At The Wall Street Journal, Holman W. Jenkins at the bizarre case of Tesla, the auto industry, and how politicians’ efforts to combat emissions have created an actual deterrent to EV startups. He writes:
Until the media starts doing its job, this slide toward policy idiocy will only accelerate. Such government interventions always tend to cartelize the industry they take aim at. That’s the drift here. Mandates that result in electric vehicles being dumped on the market are a deterrent to new EV entrants. Tesla wants to shelter behind these barriers too, though you would never get Mr. Musk to admit it.
Not that these arrangements are ever likely to prove stable. In Europe, the scheme already is unraveling as the previous diesel fetish did. Governments are pumping out desperate amounts of money to make electric vehicles free to some buyers in hopes of relieving their auto companies of enormous fines they will soon face for missing government-imposed EV targets.
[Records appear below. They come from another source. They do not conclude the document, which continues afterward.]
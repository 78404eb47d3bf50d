//! Assessment intake: validate → normalize → score → resolve respondent and
//! insert, once per submission.
//!
//! Append-only: every call inserts a new response row, even for a respondent
//! who already has one. Inserts are never retried.

use serde::Serialize;
use tracing::info;

use crate::assessment::answers::Canonical;
use crate::assessment::normalize::{
    normalize_goal, normalize_industry, normalize_journey, normalize_knowledge,
    normalize_learning_style, normalize_role_level, normalize_superpower,
};
use crate::assessment::scoring::{compute_readiness_score, ScoreBreakdown};
use crate::assessment::store::AssessmentStore;
use crate::assessment::submission::{AssessmentSubmission, NumberOrText, RawAnswers};
use crate::assessment::validation::{
    check_free_text_lengths, parse_automation_pct, resolve_identifier, RespondentRef,
};
use crate::errors::AppError;
use crate::models::assessment::{AssessmentRow, NewAssessment};
use crate::models::respondent::ProfileUpdate;

#[derive(Debug, Clone, Serialize)]
pub struct IntakeOutcome {
    pub assessment_id: i32,
    pub respondent_id: i32,
    pub readiness_score: i32,
    pub breakdown: ScoreBreakdown,
}

/// Identity fields used to (re)attach an assessment to a respondent.
#[derive(Debug, Clone, Default, serde::Deserialize)]
#[serde(default)]
pub struct IdentityRequest {
    #[serde(alias = "userId")]
    pub user_id: Option<NumberOrText>,
    pub email: Option<String>,
    pub first_name: Option<String>,
    pub last_name: Option<String>,
}

fn non_empty(value: Option<String>) -> Option<String> {
    value
        .map(|v| v.trim().to_string())
        .filter(|v| !v.is_empty())
}

/// Resolves a respondent reference to an id.
///
/// A numeric id must already exist. An email is find-or-created and its
/// profile upserted with whatever name/title fields were supplied.
pub async fn resolve_respondent(
    store: &dyn AssessmentStore,
    reference: RespondentRef,
    profile: &ProfileUpdate,
) -> Result<i32, AppError> {
    match reference {
        RespondentRef::Id(id) => {
            let respondent = store
                .respondent_by_id(id)
                .await?
                .ok_or_else(|| AppError::NotFound(format!("Respondent {id} not found")))?;
            Ok(respondent.id)
        }
        RespondentRef::Email(email) => {
            let display_name = profile.display_name();
            let respondent = store
                .find_or_create_respondent(&email, display_name.as_deref())
                .await?;
            store.upsert_profile(respondent.id, profile).await?;
            Ok(respondent.id)
        }
    }
}

/// Normalizes the raw answers and computes the score. Pure.
pub fn build_assessment(
    answers: &RawAnswers,
    automation_pct: i32,
) -> (NewAssessment, ScoreBreakdown) {
    let journey = normalize_journey(answers.question_1_journey.as_deref());
    let knowledge = normalize_knowledge(answers.question_4_knowledge.as_deref());
    let learning_style = normalize_learning_style(answers.question_7_learning_style.as_deref());
    let breakdown = compute_readiness_score(journey, knowledge, automation_pct, learning_style);

    let role_title = non_empty(answers.question_3b_role_title.clone());
    let new = NewAssessment {
        journey,
        industry: normalize_industry(answers.question_2_industry.as_deref()),
        role_level: normalize_role_level(
            answers.question_3a_level.as_deref(),
            role_title.as_deref(),
        ),
        role_title,
        knowledge,
        automation_pct,
        superpower: normalize_superpower(answers.question_6_superpower.as_deref()),
        learning_style,
        goal: normalize_goal(answers.question_8_goal.as_deref()),
        readiness_score: breakdown.total,
    };
    (new, breakdown)
}

pub async fn submit_assessment(
    store: &dyn AssessmentStore,
    submission: AssessmentSubmission,
) -> Result<IntakeOutcome, AppError> {
    let AssessmentSubmission {
        user_id,
        email,
        first_name,
        last_name,
        answers,
        ..
    } = submission.into_canonical();

    // 1. Shape checks, the only rejections on this path
    let reference = resolve_identifier(user_id.as_ref(), email.as_deref())?;
    let automation_pct = parse_automation_pct(answers.question_5_automation_pct.as_ref())?;
    check_free_text_lengths(&answers)?;

    // 2. Normalize + score
    let (new, breakdown) = build_assessment(&answers, automation_pct);
    info!(
        event = "score_calculated",
        readiness_score = breakdown.total,
        journey = new.journey.as_str(),
        knowledge = new.knowledge.as_str(),
        learning_style = new.learning_style.as_str(),
        automation_pct,
        "Readiness score computed"
    );

    // 3. Append-only insert; a new respondent is only kept if the insert lands
    let row = match reference {
        RespondentRef::Id(id) => {
            let respondent_id =
                resolve_respondent(store, RespondentRef::Id(id), &ProfileUpdate::default())
                    .await?;
            store.insert_assessment(respondent_id, &new).await?
        }
        RespondentRef::Email(email) => {
            let profile = ProfileUpdate {
                first_name: non_empty(first_name),
                last_name: non_empty(last_name),
                job_title: non_empty(answers.question_3b_role_title.clone()),
            };
            store
                .record_assessment_for_email(&email, &profile, &new)
                .await?
        }
    };
    let respondent_id = row.respondent_id;
    info!(
        event = "assessment_completed",
        assessment_id = row.id,
        respondent_id,
        readiness_score = row.readiness_score,
        "Assessment stored"
    );

    Ok(IntakeOutcome {
        assessment_id: row.id,
        respondent_id,
        readiness_score: row.readiness_score,
        breakdown,
    })
}

/// Associates an existing assessment with a respondent resolved from the
/// identity fields (same rules as intake). The only mutation a stored
/// assessment ever sees.
pub async fn attach_identity(
    store: &dyn AssessmentStore,
    assessment_id: i32,
    request: IdentityRequest,
) -> Result<AssessmentRow, AppError> {
    let reference = resolve_identifier(request.user_id.as_ref(), request.email.as_deref())?;

    // Fail before creating a respondent for an assessment that doesn't exist
    if store.assessment_by_id(assessment_id).await?.is_none() {
        return Err(AppError::NotFound(format!(
            "Assessment {assessment_id} not found"
        )));
    }

    let profile = ProfileUpdate {
        first_name: non_empty(request.first_name),
        last_name: non_empty(request.last_name),
        job_title: None,
    };
    let respondent_id = resolve_respondent(store, reference, &profile).await?;

    let row = store
        .attach_respondent(assessment_id, respondent_id)
        .await?
        .ok_or_else(|| AppError::NotFound(format!("Assessment {assessment_id} not found")))?;

    info!("Attached assessment {assessment_id} to respondent {respondent_id}");
    Ok(row)
}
This silliness has nothing to with climate gains and everything to do with politicians trying to stop their deranged artifices from blowing up on their companies and auto workers. Only two developments in history have made a discretely detectable impact on global emissions: the invention of fracking and the collapse of Soviet heavy industry. Both imparted a one-time boost to the steady, consistent decline in global GDP energy intensity as manufacturing has given way to service-based and then digitally based economies.
Even greens now admit as much: These trends, unless interrupted by terrible policy mistakes, virtually guarantee that emissions over the next century will fall far short of the worst-case scenario (known as RCP 8.5).
In the meantime, we lie to ourselves histrionically that electric cars will have any impact at all. Take the big electric SUVs now flooding the market because, with their high price points, manufacturers hope to recoup more of their losses. These vehicles are actually worse for the environment, so energy-intensive is production of their large batteries.
So what about Tesla’s stock price? The company is plainly valued as if tomorrow’s expected profits won’t be coming from the car business but from some Musk magic yet to be revealed. And that’s fine. Investors are entitled to bet, God bless them, that Mr. Musk is creating the next Apple, not the next GM.
This column supported Mr. Musk in his battle with the SEC. It urged him to raise capital in the middle of the fight to show he still had investor support. Let technology and consumer tastes, rather than regulatory actions, determine the outcome.
But a bizarre sidelight is that Tesla’s market capitalization is now greater than GM, Ford, Daimler, VW and Fiat Chrysler’s combined. Tesla is worth more than most of the industry that it relies on for the subsidies that are the only reason it was able to report three consecutive quarters of profit.